Monday, May 3, 2010

THE DIFFERENCE THAT MAKES A DIFFERENCE

A few years ago, a television station doing a story on support groups covered one of our meetings. When the story aired, the reporter introduced it with, “And now, some interesting medical news...” Behind her appeared a logo establishing the story’s category. Was the logo a graphic of two people talking? Certainly not. It was a chest x-ray. After all, how would viewers know this was a medical story if not for the technological clue?

People have come to equate healthcare with equipment, which of course gets more complex—and more expensive—daily. Physicians, who already work 50-60 hours weekly, need to devote even more time to keeping up with this assistive machinery—that is, after they’ve completed their insurance paperwork. It can make one throw up one’s hands.

Whether we’re healthier for this material progress, though, is arguable. Anthropologist Gregory Bateson habitually asked, “Is this a difference that makes a difference?” I’m not plugging the Luddite cause here, only questioning balance. And we’re wildly imbalanced because economic interests relentlessly push high-tech healthcare modalities, while low-tech is a quiet, secluded endeavor, unhawked by ads, public relations firms, or product placement.
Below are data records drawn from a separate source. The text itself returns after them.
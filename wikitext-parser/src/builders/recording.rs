//! Event recording builder
//!
//! Records the call sequence as a list of [`Event`]s. Tests assert on the recorded stream, and
//! the CLI prints it (one event per line, or as JSON) for inspecting how a document was parsed.

use crate::attributes::Attributes;
use crate::builder::{BlockType, DocumentBuilder, SpanType};
use crate::error::BuilderError;
use serde::Serialize;
use std::fmt;

/// A single builder call.
#[derive(Debug, Clone, PartialEq, Serialize)]
#[serde(tag = "event", rename_all = "snake_case")]
pub enum Event {
    BeginDocument,
    EndDocument,
    BeginBlock {
        block_type: BlockType,
        attributes: Attributes,
    },
    EndBlock,
    BeginSpan {
        span_type: SpanType,
        attributes: Attributes,
    },
    EndSpan,
    Characters {
        text: String,
    },
    EntityReference {
        name: String,
    },
    Image {
        url: String,
        attributes: Attributes,
    },
    LineBreak,
    HorizontalRule,
    Acronym {
        text: String,
        definition: String,
    },
}

impl Event {
    pub fn begin_block(block_type: BlockType) -> Self {
        Event::BeginBlock {
            block_type,
            attributes: Attributes::default(),
        }
    }

    pub fn begin_span(span_type: SpanType) -> Self {
        Event::BeginSpan {
            span_type,
            attributes: Attributes::default(),
        }
    }

    pub fn characters(text: impl Into<String>) -> Self {
        Event::Characters { text: text.into() }
    }
}

impl fmt::Display for Event {
    fn fmt(&self, f: &mut fmt::Formatter<'_>) -> fmt::Result {
        match self {
            Event::BeginDocument => write!(f, "begin_document()"),
            Event::EndDocument => write!(f, "end_document()"),
            Event::BeginBlock {
                block_type,
                attributes,
            } => {
                write!(f, "begin_block({block_type:?}")?;
                write_attributes(f, attributes)?;
                write!(f, ")")
            }
            Event::EndBlock => write!(f, "end_block()"),
            Event::BeginSpan {
                span_type,
                attributes,
            } => {
                write!(f, "begin_span({span_type:?}")?;
                write_attributes(f, attributes)?;
                write!(f, ")")
            }
            Event::EndSpan => write!(f, "end_span()"),
            Event::Characters { text } => write!(f, "characters({text:?})"),
            Event::EntityReference { name } => write!(f, "entity_reference({name})"),
            Event::Image { url, attributes } => {
                write!(f, "image({url:?}")?;
                write_attributes(f, attributes)?;
                write!(f, ")")
            }
            Event::LineBreak => write!(f, "line_break()"),
            Event::HorizontalRule => write!(f, "horizontal_rule()"),
            Event::Acronym { text, definition } => {
                write!(f, "acronym({text:?}, {definition:?})")
            }
        }
    }
}

fn write_attributes(f: &mut fmt::Formatter<'_>, attributes: &Attributes) -> fmt::Result {
    for (name, value) in attributes.entries() {
        write!(f, ", {name}={value:?}")?;
    }
    Ok(())
}

/// Builder that keeps every event in order.
///
/// Consecutive `characters` calls are merged into a single event and empty text is dropped, so
/// the recorded stream does not depend on how a recognizer happened to split literal text.
#[derive(Debug, Default, Clone)]
pub struct RecordingDocumentBuilder {
    events: Vec<Event>,
}

impl RecordingDocumentBuilder {
    pub fn new() -> Self {
        Self::default()
    }

    pub fn events(&self) -> &[Event] {
        &self.events
    }

    pub fn into_events(self) -> Vec<Event> {
        self.events
    }

    /// First span event of the given type, if any.
    pub fn find_span(&self, span_type: SpanType) -> Option<&Event> {
        self.events.iter().find(|event| {
            matches!(event, Event::BeginSpan { span_type: found, .. } if *found == span_type)
        })
    }

    /// First block event of the given type, if any.
    pub fn find_block(&self, block_type: BlockType) -> Option<&Event> {
        self.events.iter().find(|event| {
            matches!(event, Event::BeginBlock { block_type: found, .. } if *found == block_type)
        })
    }

    /// Whether every begin has a matching end, in strict nesting order.
    pub fn is_balanced(&self) -> bool {
        #[derive(PartialEq)]
        enum Open {
            Document,
            Block,
            Span,
        }
        let mut stack = Vec::new();
        for event in &self.events {
            let closing = match event {
                Event::BeginDocument => {
                    stack.push(Open::Document);
                    continue;
                }
                Event::BeginBlock { .. } => {
                    stack.push(Open::Block);
                    continue;
                }
                Event::BeginSpan { .. } => {
                    stack.push(Open::Span);
                    continue;
                }
                Event::EndDocument => Open::Document,
                Event::EndBlock => Open::Block,
                Event::EndSpan => Open::Span,
                _ => continue,
            };
            if stack.pop() != Some(closing) {
                return false;
            }
        }
        stack.is_empty()
    }

    /// One event per line.
    pub fn render(&self) -> String {
        self.events
            .iter()
            .map(|event| format!("{event}\n"))
            .collect()
    }

    fn push(&mut self, event: Event) -> Result<(), BuilderError> {
        self.events.push(event);
        Ok(())
    }
}

impl DocumentBuilder for RecordingDocumentBuilder {
    fn begin_document(&mut self) -> Result<(), BuilderError> {
        self.push(Event::BeginDocument)
    }

    fn end_document(&mut self) -> Result<(), BuilderError> {
        self.push(Event::EndDocument)
    }

    fn begin_block(
        &mut self,
        block_type: BlockType,
        attributes: &Attributes,
    ) -> Result<(), BuilderError> {
        self.push(Event::BeginBlock {
            block_type,
            attributes: attributes.clone(),
        })
    }

    fn end_block(&mut self) -> Result<(), BuilderError> {
        self.push(Event::EndBlock)
    }

    fn begin_span(
        &mut self,
        span_type: SpanType,
        attributes: &Attributes,
    ) -> Result<(), BuilderError> {
        self.push(Event::BeginSpan {
            span_type,
            attributes: attributes.clone(),
        })
    }

    fn end_span(&mut self) -> Result<(), BuilderError> {
        self.push(Event::EndSpan)
    }

    fn characters(&mut self, text: &str) -> Result<(), BuilderError> {
        if text.is_empty() {
            return Ok(());
        }
        if let Some(Event::Characters { text: last }) = self.events.last_mut() {
            last.push_str(text);
            return Ok(());
        }
        self.push(Event::characters(text))
    }

    fn entity_reference(&mut self, name: &str) -> Result<(), BuilderError> {
        self.push(Event::EntityReference {
            name: name.to_string(),
        })
    }

    fn image(&mut self, attributes: &Attributes, url: &str) -> Result<(), BuilderError> {
        self.push(Event::Image {
            url: url.to_string(),
            attributes: attributes.clone(),
        })
    }

    fn line_break(&mut self) -> Result<(), BuilderError> {
        self.push(Event::LineBreak)
    }

    fn horizontal_rule(&mut self) -> Result<(), BuilderError> {
        self.push(Event::HorizontalRule)
    }

    fn acronym(&mut self, text: &str, definition: &str) -> Result<(), BuilderError> {
        self.push(Event::Acronym {
            text: text.to_string(),
            definition: definition.to_string(),
        })
    }
}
Low-tech is just folks in contact with one another. And here’s what’s interesting: generally, the more low-tech is used, the less high-tech is necessary. As oncologist Dr. Elaine Schattner points out in an online essay this week (http://www.huffingtonpost.com/elaine-schattner/health-care-reform-doctor_b_558664.html), “…in oncology, a field I know very well, if physicians had the time to examine patients thoroughly—including the lymph nodes, liver and spleen—and did so often enough that they'd be confident in their physical examination skills, they might order fewer CT scans.”

Speaking of “healthcare reform,” this is the kind of difference that will make a difference.